The Apostle Paul says in 1 Corinthians 5:1, 2,
1 It is actually reported that there is immorality among you, and immorality of such a kind as does not exist even among the Gentiles, that someone has his father’s wife. 2 And you have become arrogant, and have not mourned [pentheo] instead, in order that the one who had done this deed might be removed from your midst.
It is the mourning of repentance. James 4:9 also applies pentheo in the same way.
So the Beatitude includes not only mourning and weeping on account of pain and suffering, but also repentance for sin or a sinful condition. Hence, the Day of Atonement was a day of fasting and repentance, and fasting was said to be time of “mourning.”
Joel 2:15-17 speaks of fasting on the Day of Atonement, saying,
15 Blow a trumpet in Zion, consecrate a fast, proclaim a solemn assembly… 17 Let the priests, the Lord’s ministers, weep between the porch and the altar, and let them say, “Spare Thy people, O Lord…”
Isaiah’s commentary on the Day of Atonement is found in Isaiah 58, where the prophet gives us the true meaning of this day of fasting and prayer. He shows that God is not so interested in men abstaining from food (Isaiah 58:5), but rather in setting men free, feeding the hungry, and helping the needy (Isaiah 58:6, 7). And then, because the Day of Atonement was also a Sabbath, Isaiah concludes his commentary by telling us the true meaning and purpose of a Sabbath. It is to cease from one’s own labor and do only the works of God (Isaiah 58:13). This is how we enter God’s rest (Hebrews 4:10).
All of these concepts are bound up in Luke’s third Beatitude. We labor to enter rest, we weep now to enjoy true joy and laughter in the end, we repent now so that the Holy Spirit may conform our lives to the example of Jesus Christ. The labor, weeping, and repentance are not ends in themselves, but are the means to an end.
In contrast, “the rich,” who have the means to avoid most pain and the luxury of pursuing pleasure, are not the blessed but the “woed.” Luke 6:25 says, “Woe to you who laugh now, for you shall mourn and weep.” Jesus was not chiding those who laugh or make jokes, as some have thought. He was speaking of the pursuit of pleasure and the avoidance of pain. These go through life with no empathy for the needy and feel no need to change one’s attitude or behavior.
Because most of the needy think of the rich as being blessed, Jesus turned it around. Being blessed was not connected to wealth but to one’s character and spiritual maturity. Hence, it is usually easier to develop spiritual maturity and to manifest the love of God while in need than in the midst of wealth.
Finally, the Holy Spirit (“Comforter” in the KJV, or “Helper” in the NASB) is connected to mourning (repentance) as well. John 16:8 says of the Spirit,
8 And He, when He comes, will convict the world concerning sin and righteousness, and judgment.

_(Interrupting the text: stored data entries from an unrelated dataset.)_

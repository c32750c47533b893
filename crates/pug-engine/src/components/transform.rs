use glam::Vec2;

/// Position, velocity and rotation of an entity in world space.
#[derive(Debug, Clone, Copy, PartialEq, Default)]
pub struct Transform {
    /// Current position (entity center).
    pub pos: Vec2,
    /// Position at the start of the current movement step.
    pub prev_pos: Vec2,
    /// Velocity in world units per second.
    pub vel: Vec2,
    /// Rotation in degrees.
    pub angle: f32,
    /// Angular velocity in degrees per second.
    pub ang_vel: f32,
}

impl Transform {
    pub fn new(pos: Vec2) -> Self {
        Self {
            pos,
            prev_pos: pos,
            ..Default::default()
        }
    }

    pub fn with_vel(mut self, vel: Vec2) -> Self {
        self.vel = vel;
        self
    }

    /// Integrate velocity over `dt` seconds, remembering where we started.
    pub fn integrate(&mut self, dt: f32) {
        self.prev_pos = self.pos;
        self.pos += self.vel * dt;
        self.angle += self.ang_vel * dt;
    }

    /// Undo the last integration step.
    pub fn revert(&mut self) {
        self.pos = self.prev_pos;
    }
}

#[cfg(test)]
mod tests {
    use super::*;

    #[test]
    fn integrate_moves_by_velocity() {
        let mut t = Transform::new(Vec2::new(10.0, 10.0)).with_vel(Vec2::new(100.0, -50.0));
        t.integrate(0.5);
        assert_eq!(t.pos, Vec2::new(60.0, -15.0));
        assert_eq!(t.prev_pos, Vec2::new(10.0, 10.0));
    }

    #[test]
    fn revert_restores_previous_position() {
        let mut t = Transform::new(Vec2::ZERO).with_vel(Vec2::X);
        t.integrate(1.0);
        t.revert();
        assert_eq!(t.pos, Vec2::ZERO);
    }
}
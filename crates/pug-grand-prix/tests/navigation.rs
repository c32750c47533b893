use pug_engine::{
    EngineContext, FrameClock, GameConfig, GameEngine, HeadlessWindow, InputEvent, KeyCode, LevelEntry, Window,
};
use pug_grand_prix::SplashScene;

fn level_file(name: &str) -> String {
    let path = std::env::temp_dir().join(format!("pug-grand-prix-{}-{}.txt", name, std::process::id()));
    std::fs::write(&path, "World 1280 3072\nPlayerSpeed 180\nMusic ignored\n").unwrap();
    path.to_string_lossy().into_owned()
}

fn tap(window: &mut HeadlessWindow, frame: u64, key: KeyCode) {
    window.schedule(frame, InputEvent::KeyDown { key });
    window.schedule(frame + 1, InputEvent::KeyUp { key });
}

fn engine(window: HeadlessWindow, levels: Vec<LevelEntry>) -> GameEngine<HeadlessWindow> {
    let config = GameConfig {
        levels,
        ..GameConfig::default()
    };
    let ctx = EngineContext::new(config, Default::default());
    let mut engine = GameEngine::new(window, ctx).with_clock(FrameClock::fixed(1.0 / 60.0));
    engine.change_scene("SPLASH", Box::new(SplashScene::new()), false);
    engine
}

fn steps(engine: &mut GameEngine<HeadlessWindow>, n: usize) {
    for _ in 0..n {
        engine.step();
    }
}

#[test]
fn splash_menu_race_and_back() {
    let levels = vec![LevelEntry {
        name: "Park".into(),
        path: level_file("nav"),
    }];
    let mut window = HeadlessWindow::new(1280.0, 768.0);
    tap(&mut window, 30, KeyCode::Space); // too early, ignored
    tap(&mut window, 70, KeyCode::Space);
    tap(&mut window, 80, KeyCode::D);
    tap(&mut window, 90, KeyCode::Escape);
    tap(&mut window, 100, KeyCode::Escape);
    let mut engine = engine(window, levels);

    steps(&mut engine, 70);
    assert_eq!(engine.current_name(), Some("SPLASH"));

    steps(&mut engine, 2);
    assert_eq!(engine.current_name(), Some("MENU"));
    assert!(!engine.has_scene("SPLASH"), "splash ends itself");

    steps(&mut engine, 10);
    assert_eq!(engine.current_name(), Some("PLAY"));
    assert_eq!(engine.back_stack(), ["MENU".to_string()]);

    // Escape in the race goes back to the retained menu.
    steps(&mut engine, 10);
    assert_eq!(engine.current_name(), Some("MENU"));
    assert!(!engine.has_scene("PLAY"));

    // Escape in the menu quits.
    steps(&mut engine, 10);
    assert!(!engine.is_running());
    assert!(!engine.window().is_open());
}

#[test]
fn quit_from_race_returns_to_menu() {
    let levels = vec![LevelEntry {
        name: "Park".into(),
        path: level_file("quit"),
    }];
    let mut window = HeadlessWindow::new(1280.0, 768.0);
    tap(&mut window, 70, KeyCode::Return);
    tap(&mut window, 75, KeyCode::D);
    tap(&mut window, 80, KeyCode::Q);
    let mut engine = engine(window, levels);

    steps(&mut engine, 78);
    assert_eq!(engine.current_name(), Some("PLAY"));
    steps(&mut engine, 4);
    assert_eq!(engine.current_name(), Some("MENU"));
    assert!(engine.back_stack().is_empty());
}
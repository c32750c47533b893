use std::path::PathBuf;

/// Errors raised while loading a level file.
#[derive(Debug, thiserror::Error)]
pub enum LevelError {
    #[error("failed to open level {path}: {source}")]
    Open {
        path: PathBuf,
        #[source]
        source: std::io::Error,
    },

    #[error("level directive '{directive}' is missing a value")]
    MissingValue { directive: &'static str },

    #[error("level directive '{directive}' has invalid value '{value}'")]
    InvalidValue { directive: &'static str, value: String },
}
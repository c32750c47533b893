use crate::core::geometry::Rect;

/// Sprite component: which texture region an entity draws with.
#[derive(Debug, Clone, PartialEq)]
pub struct Sprite {
    /// Texture name in the asset store.
    pub texture: String,
    /// Region of the texture to draw. `None` draws the whole texture.
    pub rect: Option<Rect>,
    /// Draw centered on the entity position (false = top-left anchored).
    pub centered: bool,
    /// Whether the sprite should be drawn at all.
    pub visible: bool,
    /// Opacity (0.0 = invisible, 1.0 = opaque).
    pub alpha: f32,
}

impl Sprite {
    /// A centered sprite drawing `rect` of `texture`.
    pub fn new(texture: impl Into<String>, rect: Rect) -> Self {
        Self {
            texture: texture.into(),
            rect: Some(rect),
            centered: true,
            visible: true,
            alpha: 1.0,
        }
    }

    /// A whole-texture sprite anchored by its top-left corner, as used for backgrounds.
    pub fn whole(texture: impl Into<String>) -> Self {
        Self {
            texture: texture.into(),
            rect: None,
            centered: false,
            visible: true,
            alpha: 1.0,
        }
    }
}

impl Default for Sprite {
    fn default() -> Self {
        Self::whole(String::new())
    }
}
pub mod animation;
pub mod collision;
pub mod movement;
pub mod render;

It is the job of the Holy Spirit to show us the right path. The Spirit also interprets the Word for us and shows us how to apply it correctly in our lives. To repent means to change one’s mind and behavior. The Holy Spirit’s revelation helps us to make changes in our perspective, our opinions, our understanding, which then translate into changes of action in our daily lives.
This is foreshadowed in Isaiah 61:2, where the Messiah’s calling, in the end, was “to comfort all who mourn.” The word “comfort” is from the Hebrew nakham. This is the word from which John derived the concept of the “Comforter” in relation to the Holy Spirit. When Isaiah 40:1 says, “Comfort, O comfort My people,” it prophesies of the coming of the Holy Spirit after the Mediator-Messiah had ratified the New Covenant.
Matthew’s version of the Beatitude says “they shall be comforted,” using the Greek verb parakleo. The noun form of this word is parakletos, “Comforter” or “Helper.” Mourning, then, brings the Holy Spirit to comfort us and help us, rewarding us with revelation.